In particular, the shield housing of the aggregate can be made of materials that make it difficult to establish a secure contact over the service life. Furthermore, the shield header openings can be variable in shape, which has a major influence on the adaptation of the shield header contact and of the power connector in the header. This leads to complex shape and shielding adaptations, which also increases costs. Furthermore, different requirements for shielding the aggregate and for the connector can exist, wherein the requirements for the connector in terms of shielding are typically higher. Since the connection between the connector and the aggregate is effected at a low, if not the lowest system level, the adaptation of the shield header contact and of the power connector is associated with high costs as it affects all higher system levels. The above issues increase costs for the adaptation of the connector because the user employs a user-defined interface opening. This enormous adaptation of the shielding of connectors affects the entire product portfolio of a connector manufacturer. However, due to the large number of possible aggregates with different performance requirements, no standard for the shield header has yet been able to prevail.

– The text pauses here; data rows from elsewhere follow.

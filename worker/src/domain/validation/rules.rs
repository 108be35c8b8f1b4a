//! Field rules shared by the kwek and user validators.

use std::sync::OnceLock;

use chrono::{DateTime, TimeDelta, Utc};
use regex::Regex;

use super::{
    AVATAR_URL_MAX, AVATAR_URL_PREFIX, Field, GUID_LENGTH, MAX_AGE_DAYS, ValidationError,
    ValidationResult,
};

/// Record `Required` when `value` is empty; returns whether it was present.
pub(super) fn require(value: &str, field: Field, result: &mut ValidationResult) -> bool {
    if value.is_empty() {
        result.push(ValidationError::Required { field });
        return false;
    }
    true
}

pub(super) fn guid(value: &str, field: Field, result: &mut ValidationResult) {
    if !require(value, field, result) {
        return;
    }
    if value.chars().count() != GUID_LENGTH {
        result.push(ValidationError::InvalidGuid { field });
    }
}

pub(super) fn max_length(value: &str, max: usize, field: Field, result: &mut ValidationResult) {
    if !require(value, field, result) {
        return;
    }
    if value.chars().count() > max {
        result.push(ValidationError::TooLong { field, max });
    }
}

pub(super) fn length_between(
    value: &str,
    min: usize,
    max: usize,
    field: Field,
    result: &mut ValidationResult,
) {
    if !require(value, field, result) {
        return;
    }
    let length = value.chars().count();
    if length < min {
        result.push(ValidationError::TooShort { field, min });
    } else if length > max {
        result.push(ValidationError::TooLong { field, max });
    }
}

/// A timestamp must exist, must not be after `now`, and must be newer than
/// `now - MAX_AGE_DAYS`.
pub(super) fn timestamp(
    value: Option<DateTime<Utc>>,
    now: DateTime<Utc>,
    field: Field,
    result: &mut ValidationResult,
) {
    let Some(value) = value else {
        result.push(ValidationError::Required { field });
        return;
    };

    if value > now {
        result.push(ValidationError::InFuture { field });
    } else if value <= now - TimeDelta::days(MAX_AGE_DAYS) {
        result.push(ValidationError::TooOld {
            field,
            days: MAX_AGE_DAYS,
        });
    }
}

pub(super) fn email(value: &str, field: Field, result: &mut ValidationResult) {
    if !require(value, field, result) {
        return;
    }
    if !is_email_address(value) {
        result.push(ValidationError::InvalidEmail { field });
    }
}

pub(super) fn avatar_url(value: &str, field: Field, result: &mut ValidationResult) {
    if !require(value, field, result) {
        return;
    }
    if value.chars().count() > AVATAR_URL_MAX {
        result.push(ValidationError::TooLong {
            field,
            max: AVATAR_URL_MAX,
        });
    }
    if !value.starts_with(AVATAR_URL_PREFIX) {
        result.push(ValidationError::MissingPrefix {
            field,
            prefix: AVATAR_URL_PREFIX,
        });
    }
}

static ADDRESS_RE: OnceLock<Regex> = OnceLock::new();

fn address_regex() -> &'static Regex {
    ADDRESS_RE.get_or_init(|| {
        // Either a bare addr-spec or `Display Name <addr-spec>`. The local
        // part is a dot-atom or a quoted string; the domain is a dot-atom.
        // Atoms admit any non-ASCII character alongside RFC 5322 atext.
        let atom = r"(?:[A-Za-z0-9!#$%&'*+/=?^_`{|}~-]|[^\x00-\x7F])+";
        let quoted = r#""(?:[^"\\\r\n]|\\[^\r\n])+""#;
        let addr_spec = format!(r"(?:{atom}(?:\.{atom})*|{quoted})@{atom}(?:\.{atom})*");
        let pattern = format!(r#"^(?:{addr_spec}|(?:[^<>@"]*|"[^"]*")\s*<{addr_spec}>)$"#);
        Regex::new(&pattern)
            .unwrap_or_else(|error| panic!("email address regex failed to compile: {error}"))
    })
}

/// Structural email check covering `local@domain` and `Name <local@domain>`.
pub(super) fn is_email_address(value: &str) -> bool {
    address_regex().is_match(value.trim())
}

#[cfg(test)]
mod tests {
    use super::*;
    use rstest::rstest;

    #[rstest]
    #[case("ada@example.com", true)]
    #[case("ada.lovelace+kwek@mail.example.co.uk", true)]
    #[case("Ada Lovelace <ada@example.com>", true)]
    #[case("ada@localhost", true)]
    #[case("ada", false)]
    #[case("ada@", false)]
    #[case("@example.com", false)]
    #[case("ada..lovelace@example.com", false)]
    #[case("ada@exa mple.com", false)]
    #[case("Ada <ada@example.com", false)]
    #[case("josé@example.com", true)]
    #[case("ada@exämple.com", true)]
    #[case("\"ada lovelace\"@example.com", true)]
    #[case("ada@foo_bar.com", true)]
    #[case("Ada <\"ada lovelace\"@example.com>", true)]
    #[case("\"ada@example.com", false)]
    #[case("ada@example.com.", false)]
    fn recognises_email_addresses(#[case] value: &str, #[case] expected: bool) {
        assert_eq!(is_email_address(value), expected, "value: {value}");
    }

    #[rstest]
    fn dependent_checks_are_skipped_for_empty_values() {
        let mut result = ValidationResult::default();
        guid("", Field::KwekGuid, &mut result);
        avatar_url("", Field::AvatarUrl, &mut result);

        assert_eq!(
            result.errors(),
            [
                ValidationError::Required {
                    field: Field::KwekGuid
                },
                ValidationError::Required {
                    field: Field::AvatarUrl
                },
            ]
        );
    }
}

The invention is also based on the object of creating a connector that meets at least one of the above requirements better and in a more cost-effective or more simple manner.

In the following description, a kit, also referred to as a construction kit, is understood to mean a collection of connector parts and accessories required for specific users or operators. These kits can contain different types of connectors, such as headers and power connectors, which are manufactured specifically for applications in the automotive industry. A connector kit contains a plurality of components including male and female power connectors and shield headers, both in different sizes and configurations, adapters, cables, protective covers, tools and instructions for assembly or installation.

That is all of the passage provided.